The runway show was staged on 27 September 1996 at the Royal Horticultural Hall at 80 Vincent Square in London. The show was sponsored by Tanqueray, a London-based gin brand. The invitations and show programme featured reproductions of some of Bellmer's photographs.' There was an audience of roughly 800 people, including representatives from LVMH, who would shortly be McQueen's managers when he took his position at Givenchy in October that year. It was, at that time, the largest audience McQueen had ever had. Victoria and David Beckham were meant to attend, but ran late, so McQueen started the show without them.

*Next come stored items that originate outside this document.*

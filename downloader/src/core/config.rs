use std::sync::Arc;
use tracing::{debug, warn};

use crate::cli::RunCmd;
use crate::core::client::{
    AWSS3, DocumentSource, JobStore, MongoJobStore, SimulatedDocumentSource, StorageClient,
};
use crate::metrics::WorkerMetrics;
use crate::types::params::{MongoConfig, S3Config, ServiceParams, SourceParams};
use crate::WorkerResult;

/// The app config: validated parameters and the clients the worker is built from.
pub struct Config {
    /// Claim policy and key namespace
    params: ServiceParams,
    /// The job store
    database: Box<dyn JobStore>,
    /// Object store, absent when no bucket is configured
    storage: Option<Box<dyn StorageClient>>,
    /// Where documents come from
    source: Box<dyn DocumentSource>,
    metrics: Arc<WorkerMetrics>,
}

impl Config {
    pub fn new(
        params: ServiceParams,
        database: Box<dyn JobStore>,
        storage: Option<Box<dyn StorageClient>>,
        source: Box<dyn DocumentSource>,
        metrics: Arc<WorkerMetrics>,
    ) -> Self {
        Self { params, database, storage, source, metrics }
    }

    /// Validates every argument before connecting to anything, then builds the clients.
    pub async fn from_run_cmd(run_cmd: &RunCmd) -> WorkerResult<Self> {
        let db: MongoConfig = run_cmd.mongodb_args.clone().try_into()?;
        let params = ServiceParams::from_cli_args(&run_cmd.service_args, &run_cmd.aws_s3_args)?;
        let source_params = SourceParams::try_from(&run_cmd.service_args)?;
        let s3_config = S3Config::from_cli_args(&run_cmd.aws_s3_args);

        let database = Self::build_database_client(&db).await?;
        let storage = match &s3_config {
            Some(s3_config) => Some(Self::build_storage_client(s3_config).await?),
            None => {
                warn!("No bucket configured, document uploads will be skipped");
                None
            }
        };
        let source: Box<dyn DocumentSource> = Box::new(SimulatedDocumentSource::from_params(&source_params)?);
        let metrics = Arc::new(WorkerMetrics::new()?);

        debug!(
            database = %db.database_name,
            bucket = ?s3_config.as_ref().map(|c| c.bucket_name.as_str()),
            stale_after_secs = params.claim_policy.stale_after.as_secs(),
            reclaim_abandoned = params.claim_policy.reclaim_abandoned,
            "Configuration initialized"
        );

        Ok(Self::new(params, database, storage, source, metrics))
    }

    async fn build_database_client(db_config: &MongoConfig) -> WorkerResult<Box<dyn JobStore>> {
        let store = MongoJobStore::new(db_config).await?;
        store.health_check().await?;
        store.create_indexes().await?;
        Ok(Box::new(store))
    }

    async fn build_storage_client(s3_config: &S3Config) -> WorkerResult<Box<dyn StorageClient>> {
        let storage = AWSS3::create(s3_config).await?;
        storage.health_check().await?;
        Ok(Box::new(storage))
    }

    pub fn params(&self) -> &ServiceParams {
        &self.params
    }

    pub fn database(&self) -> &dyn JobStore {
        self.database.as_ref()
    }

    pub fn storage(&self) -> Option<&dyn StorageClient> {
        self.storage.as_deref()
    }

    pub fn source(&self) -> &dyn DocumentSource {
        self.source.as_ref()
    }

    pub fn metrics(&self) -> Arc<WorkerMetrics> {
        self.metrics.clone()
    }
}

Sam Gainsbury oversaw production while Katy England managed styling. Hair and make-up are credited to Barnabe and Topolino, respectively. (Note: Both are mononymous.) Simon Chaudoir was responsible for lighting. It was the first show which Sarah Burton worked on; she eventually became McQueen's right-hand woman and succeeded him as the McQueen label's creative director. At this stage, her role was to finish garments once McQueen had designed and cut the patterns.

=== Staging and styling ===
McQueen asked his friend and collaborator Simon Costin to take care of set design. The men wanted to challenge the audience, and the increased budget from the Tanqueray sponsorship allowed them enough leeway to experiment with more elaborate concepts. McQueen had recently attended the Saatchi Gallery and viewed 20:50, an art installation by Richard Wilson which consists of a room filled to waist height with black oil, except for a short inset walkway that allows the audience to walk into the space. He wanted to replicate the still, reflective look of Wilson's work for the stage of the La Poupée runway show. After some testing, Costin discovered that the floors in the Horticultural Hall did not vibrate and decided it was possible.

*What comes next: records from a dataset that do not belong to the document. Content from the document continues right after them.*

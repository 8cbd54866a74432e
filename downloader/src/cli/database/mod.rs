pub mod mongodb;
use axum::extract::State;
use axum::http::{header, StatusCode};
use axum::response::{IntoResponse, Response};
use axum::routing::get;
use axum::{Json, Router};
use prometheus::{Registry, TEXT_FORMAT};
use serde_json::json;
use tracing::error;

use crate::metrics::encode_text;

/// Handles 404 Not Found responses.
pub async fn handler_404() -> impl IntoResponse {
    (StatusCode::NOT_FOUND, "The requested resource was not found")
}

/// Current registry state in the prometheus text format
async fn metrics_handler(State(registry): State<Registry>) -> Response {
    match encode_text(&registry) {
        Ok(buffer) => ([(header::CONTENT_TYPE, TEXT_FORMAT)], buffer).into_response(),
        Err(e) => {
            error!(error = %e, "Failed to encode metrics");
            (StatusCode::INTERNAL_SERVER_ERROR, "Failed to encode metrics").into_response()
        }
    }
}

async fn health_handler() -> impl IntoResponse {
    Json(json!({ "status": "ok" }))
}

pub(crate) fn server_router(registry: Registry) -> Router {
    Router::new()
        .route("/metrics", get(metrics_handler))
        .route("/health", get(health_handler))
        .fallback(handler_404)
        .with_state(registry)
}
use clap::Args;
use url::Url;

use crate::types::constant::DEFAULT_STORAGE_NAMESPACE;

/// Parameters used to config AWS S3. Without a bucket name uploads are skipped.
#[derive(Debug, Clone, Args)]
pub struct AWSS3CliArgs {
    /// The name of the S3 bucket documents are stored in.
    #[arg(env = "DOWNLOADER_AWS_S3_BUCKET_NAME", long)]
    pub aws_s3_bucket_name: Option<String>,

    /// Custom endpoint of an S3 compatible store.
    #[arg(env = "DOWNLOADER_AWS_S3_ENDPOINT_URL", long)]
    pub aws_s3_endpoint_url: Option<Url>,

    /// The region.
    #[arg(env = "AWS_REGION", long, default_value = "us-east-1")]
    pub aws_region: String,

    /// Prefix of every object key.
    #[arg(env = "DOWNLOADER_STORAGE_NAMESPACE", long, default_value = DEFAULT_STORAGE_NAMESPACE)]
    pub storage_namespace: String,
}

He had a large plywood frame constructed to serve as the stage floor: it was 150 ft long, 20 ft wide, and 2 ft feet deep. He lined it with black plastic to give it the black mirrored look of 20:50. On the day of the show, the frame took five hours to fill with water. Broken mirrors behind screens bounced light onto the ceiling, creating a ripple effect. Costin was forced to include Tanqueray's logo in the set, at their request, but put it in black on a black background so it was invisible.

Models wore clear plastic platform shoes so they appeared to be walking on the water, inspired by Biblical stories of Jesus doing the same. Their make-up combined natural with dramatic: eyelids and lips were left neutral, but a thick air-brushed line of glittery metallic colour – mostly cool tones like silver and blue – was swept from temple to temple across the nose and cheekbones. Hair and wigs were styled to be artificial-looking to evoke a doll-like appearance. McQueen directed the models to exaggerate their movements provocatively and theatrically. Most runway shows required models to simply walk the runway to present the clothing, but McQueen wanted an element of performance art in his shows.

=== Catwalk presentation ===
The models entered at the rear of the stage. Two white blocks framed the doorway, above a dozen steps the models had to descend to enter the tank. The stillness of the water made the surface appear to be a solid surface until the first models surprised the audience by stepping down into it.

Halfway through the show, Shaw entered the stage wearing the square metal frame with a see-through black flapper dress, barefoot. The frame was attached to her upper arms and thighs via shackles, forcing her to walk in an unnaturally angular position. Shaw had difficulty descending the stairs and recalled the audience applauding when she reached the bottom. She proceeded through the water slowly, swaying and waving her hands. To exit the stage afterwards, she recalled having to shuffle sideways "off[stage] like a crab". Backstage, Shaw had the frame removed immediately and refused to wear it for the finale. (Note: Shaw notes that McQueen agreed with her about this.)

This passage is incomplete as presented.